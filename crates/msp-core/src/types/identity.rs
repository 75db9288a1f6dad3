use serde::{Deserialize, Serialize};

/// Opaque reference to a private key held by the crypto suite
#[derive(Debug, Clone, PartialEq, Eq, Hash, Serialize, Deserialize)]
pub struct PrivateKeyHandle {
    /// Subject key identifier
    pub ski: Vec<u8>,

    /// Algorithm label (e.g. "ECDSA-P256")
    pub algorithm: String,
}

impl PrivateKeyHandle {
    /// Create a handle for the given SKI and algorithm
    #[must_use]
    pub fn new(ski: impl Into<Vec<u8>>, algorithm: impl Into<String>) -> Self {
        Self {
            ski: ski.into(),
            algorithm: algorithm.into(),
        }
    }
}

/// Enrolled user as seen by an identity manager
#[derive(Debug, Clone, PartialEq, Eq, Serialize, Deserialize)]
pub struct User {
    /// Enrollment ID
    pub id: String,

    /// MSP id of the organization the credential belongs to
    pub msp_id: String,

    /// Handle to the user's private key
    pub private_key: PrivateKeyHandle,

    /// PEM-encoded enrollment certificate
    pub enrollment_certificate: Vec<u8>,
}

impl User {
    /// Enrollment ID
    #[must_use]
    pub fn id(&self) -> &str {
        &self.id
    }

    /// MSP id
    #[must_use]
    pub fn msp_id(&self) -> &str {
        &self.msp_id
    }

    /// Private key handle
    #[must_use]
    pub const fn private_key(&self) -> &PrivateKeyHandle {
        &self.private_key
    }

    /// Enrollment certificate bytes
    #[must_use]
    pub fn enrollment_certificate(&self) -> &[u8] {
        &self.enrollment_certificate
    }

    /// Project this user onto the fields needed to sign
    #[must_use]
    pub fn signing_identity(&self) -> SigningIdentity {
        SigningIdentity {
            msp_id: self.msp_id.clone(),
            private_key: self.private_key.clone(),
            enrollment_certificate: self.enrollment_certificate.clone(),
        }
    }
}

/// The (MSP id, private key, certificate) triple used to sign on behalf of a user
#[derive(Debug, Clone, PartialEq, Eq, Serialize, Deserialize)]
pub struct SigningIdentity {
    /// MSP id
    pub msp_id: String,

    /// Private key handle
    pub private_key: PrivateKeyHandle,

    /// PEM-encoded enrollment certificate
    pub enrollment_certificate: Vec<u8>,
}

impl From<&User> for SigningIdentity {
    fn from(user: &User) -> Self {
        user.signing_identity()
    }
}

/// User as persisted by a user store
#[derive(Debug, Clone, PartialEq, Eq, Serialize, Deserialize)]
pub struct UserRecord {
    /// Enrollment ID
    pub id: String,

    /// MSP id
    pub msp_id: String,

    /// PEM-encoded enrollment certificate
    pub enrollment_certificate: Vec<u8>,

    /// Subject key identifier of the user's private key
    pub ski: Vec<u8>,
}
//! Identity registration.

use crate::Msp;
use msp_core::{ca, Attribute, MspError, RegistrationRequest, Result};
use tracing::{debug, instrument};

impl Msp {
    /// Register an identity with the CA, returning its enrollment secret
    #[instrument(skip(self, request), fields(org = %self.organization(), identity = %request.name))]
    pub async fn register(&self, request: &RegistrationRequest) -> Result<String> {
        if request.name.trim().is_empty() {
            return Err(MspError::InvalidRequest(
                "registration name is required".to_string(),
            ));
        }

        let ca = self.ca_client()?;
        let secret = ca.register(&to_ca_request(request)).await?;
        debug!(attributes = request.attributes.len(), "registered");
        Ok(secret)
    }
}

fn to_ca_request(request: &RegistrationRequest) -> ca::RegistrationRequest {
    ca::RegistrationRequest {
        name: request.name.clone(),
        identity_type: request.kind.clone(),
        max_enrollments: request.max_enrollments,
        affiliation: request.affiliation.clone(),
        attributes: request.attributes.iter().map(to_ca_attribute).collect(),
        ca_name: request.ca_name.clone(),
        secret: request.secret.clone(),
    }
}

fn to_ca_attribute(attribute: &Attribute) -> ca::Attribute {
    ca::Attribute {
        name: attribute.name.clone(),
        key: attribute.key,
        value: attribute.value.clone(),
    }
}

#[cfg(test)]
mod tests {
    use super::*;

    #[test]
    fn test_all_fields_translated() {
        let request = RegistrationRequest::new("alice", "client")
            .max_enrollments(-1)
            .affiliation("org1.department1")
            .ca_name("ca.org1")
            .secret("s3cr3t");

        let translated = to_ca_request(&request);
        assert_eq!(translated.name, "alice");
        assert_eq!(translated.identity_type, "client");
        assert_eq!(translated.max_enrollments, -1);
        assert_eq!(translated.affiliation, "org1.department1");
        assert_eq!(translated.ca_name, "ca.org1");
        assert_eq!(translated.secret, "s3cr3t");
        assert!(translated.attributes.is_empty());
    }

    #[test]
    fn test_attributes_keep_order_and_fields() {
        let mut request = RegistrationRequest::new("alice", "client");
        for i in 0..5 {
            let attribute = Attribute::new(format!("attr{i}"), format!("v{i}")).with_key(i % 2 == 0);
            request = request.attribute(attribute);
        }

        let translated = to_ca_request(&request);
        assert_eq!(translated.attributes.len(), request.attributes.len());
        for (ours, theirs) in request.attributes.iter().zip(&translated.attributes) {
            assert_eq!(ours.name, theirs.name);
            assert_eq!(ours.key, theirs.key);
            assert_eq!(ours.value, theirs.value);
        }
    }
}
//! Certificate revocation.

use crate::Msp;
use msp_core::{ca, Result, RevocationRequest, RevocationResponse, RevokedCert};
use tracing::{debug, instrument};

impl Msp {
    /// Revoke certificates by enrollment ID or serial/AKI
    ///
    /// A request matching no certificates is not an error; the response
    /// simply lists nothing.
    #[instrument(
        skip(self, request),
        fields(org = %self.organization(), identity = %request.name, serial = %request.serial)
    )]
    pub async fn revoke(&self, request: &RevocationRequest) -> Result<RevocationResponse> {
        let ca = self.ca_client()?;
        let response = ca.revoke(&to_ca_request(request)).await?;
        debug!(revoked = response.revoked_certs.len(), "revocation complete");
        Ok(from_ca_response(response))
    }
}

fn to_ca_request(request: &RevocationRequest) -> ca::RevocationRequest {
    ca::RevocationRequest {
        name: request.name.clone(),
        serial: request.serial.clone(),
        aki: request.aki.clone(),
        reason: request.reason.clone(),
        ca_name: request.ca_name.clone(),
        gen_crl: request.gen_crl,
    }
}

fn from_ca_response(response: ca::RevocationResponse) -> RevocationResponse {
    RevocationResponse {
        revoked_certs: response
            .revoked_certs
            .into_iter()
            .map(|cert| RevokedCert {
                serial: cert.serial,
                aki: cert.aki,
            })
            .collect(),
        crl: response.crl,
    }
}
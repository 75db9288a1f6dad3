//! In-memory collaborators for the MSP identity facade.
//!
//! Useful for embedding the facade without a credential backend and for
//! tests. Nothing here issues certificates or generates keys: the store
//! and key registry only hold what they are given.
//!
//! # Example
//!
//! ```rust,ignore
//! use msp_memory::StaticContext;
//!
//! let ctx = StaticContext::builder(config, ca_factory)
//!     .with_memory_identities()
//!     .build();
//! let msp = msp_client::Msp::new(ctx.provider())?;
//! ```

mod context;
mod crypto;
mod identity;
mod store;

pub use context::{StaticContext, StaticContextBuilder};
pub use crypto::MemoryCryptoSuite;
pub use identity::MemoryIdentityManager;
pub use store::MemoryUserStore;
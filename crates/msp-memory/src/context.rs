use crate::{MemoryCryptoSuite, MemoryIdentityManager, MemoryUserStore};
use msp_core::ca::CaClientFactory;
use msp_core::{
    ClientContext, CryptoSuite, IdentityManager, ProviderResult, SdkConfig, UserStore,
};
use std::collections::HashMap;
use std::sync::Arc;

/// Session context assembled up front from fixed parts
pub struct StaticContext {
    config: Arc<SdkConfig>,
    identity_managers: HashMap<String, Arc<dyn IdentityManager>>,
    user_store: Arc<dyn UserStore>,
    crypto_suite: Arc<dyn CryptoSuite>,
    ca_factory: Arc<dyn CaClientFactory>,
}

impl StaticContext {
    /// Create a builder
    #[must_use]
    pub fn builder(
        config: SdkConfig,
        ca_factory: Arc<dyn CaClientFactory>,
    ) -> StaticContextBuilder {
        StaticContextBuilder::new(config, ca_factory)
    }

    /// Context provider handing out this context
    pub fn provider(
        self: &Arc<Self>,
    ) -> impl FnOnce() -> ProviderResult<Arc<dyn ClientContext>> + Send + 'static {
        let ctx = Arc::clone(self);
        move || Ok(ctx as Arc<dyn ClientContext>)
    }

    /// Organizations with a registered identity manager
    #[must_use]
    pub fn organizations(&self) -> Vec<&str> {
        let mut names: Vec<&str> = self.identity_managers.keys().map(String::as_str).collect();
        names.sort_unstable();
        names
    }
}

impl ClientContext for StaticContext {
    fn config(&self) -> Arc<SdkConfig> {
        Arc::clone(&self.config)
    }

    fn identity_manager(&self, organization: &str) -> Option<Arc<dyn IdentityManager>> {
        self.identity_managers.get(organization).cloned()
    }

    fn user_store(&self) -> Arc<dyn UserStore> {
        Arc::clone(&self.user_store)
    }

    fn crypto_suite(&self) -> Arc<dyn CryptoSuite> {
        Arc::clone(&self.crypto_suite)
    }

    fn ca_client_factory(&self) -> Arc<dyn CaClientFactory> {
        Arc::clone(&self.ca_factory)
    }
}

/// Builder for a [`StaticContext`]
///
/// The user store and crypto suite default to empty in-memory instances.
pub struct StaticContextBuilder {
    config: SdkConfig,
    ca_factory: Arc<dyn CaClientFactory>,
    identity_managers: HashMap<String, Arc<dyn IdentityManager>>,
    user_store: Arc<dyn UserStore>,
    crypto_suite: Arc<dyn CryptoSuite>,
    memory_identities: bool,
}

impl StaticContextBuilder {
    fn new(config: SdkConfig, ca_factory: Arc<dyn CaClientFactory>) -> Self {
        Self {
            config,
            ca_factory,
            identity_managers: HashMap::new(),
            user_store: Arc::new(MemoryUserStore::new()),
            crypto_suite: Arc::new(MemoryCryptoSuite::new()),
            memory_identities: false,
        }
    }

    /// Use this user store
    #[must_use]
    pub fn user_store(mut self, store: Arc<dyn UserStore>) -> Self {
        self.user_store = store;
        self
    }

    /// Use this crypto suite
    #[must_use]
    pub fn crypto_suite(mut self, suite: Arc<dyn CryptoSuite>) -> Self {
        self.crypto_suite = suite;
        self
    }

    /// Register an identity manager for an organization
    #[must_use]
    pub fn identity_manager(
        mut self,
        organization: impl Into<String>,
        manager: Arc<dyn IdentityManager>,
    ) -> Self {
        self.identity_managers.insert(organization.into(), manager);
        self
    }

    /// Give every configured organization without an explicit manager a
    /// [`MemoryIdentityManager`] over the shared store and crypto suite
    #[must_use]
    pub const fn with_memory_identities(mut self) -> Self {
        self.memory_identities = true;
        self
    }

    /// Build the context
    #[must_use]
    pub fn build(mut self) -> Arc<StaticContext> {
        if self.memory_identities {
            for (name, org) in &self.config.organizations {
                self.identity_managers.entry(name.clone()).or_insert_with(|| {
                    Arc::new(MemoryIdentityManager::new(
                        org.msp_id.clone(),
                        Arc::clone(&self.user_store),
                        Arc::clone(&self.crypto_suite),
                    ))
                });
            }
        }

        Arc::new(StaticContext {
            config: Arc::new(self.config),
            identity_managers: self.identity_managers,
            user_store: self.user_store,
            crypto_suite: self.crypto_suite,
            ca_factory: self.ca_factory,
        })
    }
}
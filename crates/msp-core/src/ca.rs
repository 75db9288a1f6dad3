//! CA client contract and the request shapes it accepts.
//!
//! These mirror the public request types closely but belong to the
//! collaborator side; the facade translates between the two.

use crate::config::SdkConfig;
use crate::context::{CryptoSuite, IdentityManager, UserStore};
use crate::error::ProviderResult;
use async_trait::async_trait;
use std::sync::Arc;

/// Attribute as understood by the CA client
#[derive(Debug, Clone, PartialEq, Eq)]
pub struct Attribute {
    /// Attribute name
    pub name: String,
    /// Part of the enrollment key material
    pub key: bool,
    /// Attribute value
    pub value: String,
}

/// Registration request as understood by the CA client
#[derive(Debug, Clone, Default, PartialEq, Eq)]
pub struct RegistrationRequest {
    /// Enrollment ID of the identity being registered
    pub name: String,
    /// Identity type, e.g. `client` or `peer`
    pub identity_type: String,
    /// Number of enrollments allowed; the CA applies its own default for zero
    pub max_enrollments: i32,
    /// Affiliation the identity belongs to
    pub affiliation: String,
    /// Attributes in the order they were given
    pub attributes: Vec<Attribute>,
    /// Target CA; empty selects the server's default CA
    pub ca_name: String,
    /// Requested enrollment secret; empty lets the CA generate one
    pub secret: String,
}

/// Revocation request as understood by the CA client
#[derive(Debug, Clone, Default, PartialEq, Eq)]
pub struct RevocationRequest {
    /// Enrollment ID whose certificates are revoked
    pub name: String,
    /// Serial number of a single certificate
    pub serial: String,
    /// Authority key identifier paired with `serial`
    pub aki: String,
    /// Revocation reason
    pub reason: String,
    /// Target CA; empty selects the server's default CA
    pub ca_name: String,
    /// Ask the CA to return an updated CRL
    pub gen_crl: bool,
}

/// Revoked certificate as reported by the CA client
#[derive(Debug, Clone, PartialEq, Eq)]
pub struct RevokedCert {
    /// Serial number of the revoked certificate
    pub serial: String,
    /// Authority key identifier of the issuing CA
    pub aki: String,
}

/// Revocation result as reported by the CA client
#[derive(Debug, Clone, Default, PartialEq, Eq)]
pub struct RevocationResponse {
    /// Certificates the CA revoked
    pub revoked_certs: Vec<RevokedCert>,
    /// Updated CRL, empty unless one was requested
    pub crl: Vec<u8>,
}

/// Client for a single organization's certificate authority
///
/// Implementations own key generation, CSR signing, transport, timeouts
/// and retries. Enrollment results are persisted through the user store
/// the client was built with.
#[async_trait]
pub trait CaClient: Send + Sync {
    /// Enroll a registered identity and store the issued credential
    async fn enroll(&self, enrollment_id: &str, secret: Option<&str>) -> ProviderResult<()>;

    /// Obtain a new certificate for an already enrolled identity
    async fn reenroll(&self, enrollment_id: &str) -> ProviderResult<()>;

    /// Register an identity, returning its enrollment secret
    async fn register(&self, request: &RegistrationRequest) -> ProviderResult<String>;

    /// Revoke certificates
    async fn revoke(&self, request: &RevocationRequest) -> ProviderResult<RevocationResponse>;
}

/// Everything a CA client needs from the session
#[derive(Clone)]
pub struct CaDependencies {
    /// Identity manager registered for the organization
    pub identity_manager: Arc<dyn IdentityManager>,
    /// Store that receives enrollment results
    pub user_store: Arc<dyn UserStore>,
    /// Crypto suite holding private keys
    pub crypto_suite: Arc<dyn CryptoSuite>,
    /// SDK configuration of the session
    pub config: Arc<SdkConfig>,
}

/// Builds CA clients bound to an organization
pub trait CaClientFactory: Send + Sync {
    /// Create a CA client for `organization`
    fn create_ca_client(
        &self,
        organization: &str,
        deps: CaDependencies,
    ) -> ProviderResult<Arc<dyn CaClient>>;
}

» **BRIEF**:
Within the material above, find the lines that contain the word "instrument"; copy them.

» **RESULT**:
use tracing::{debug, instrument};
    #[instrument(skip(self, request), fields(org = %self.organization(), identity = %request.name))]
use tracing::{debug, instrument};
    #[instrument(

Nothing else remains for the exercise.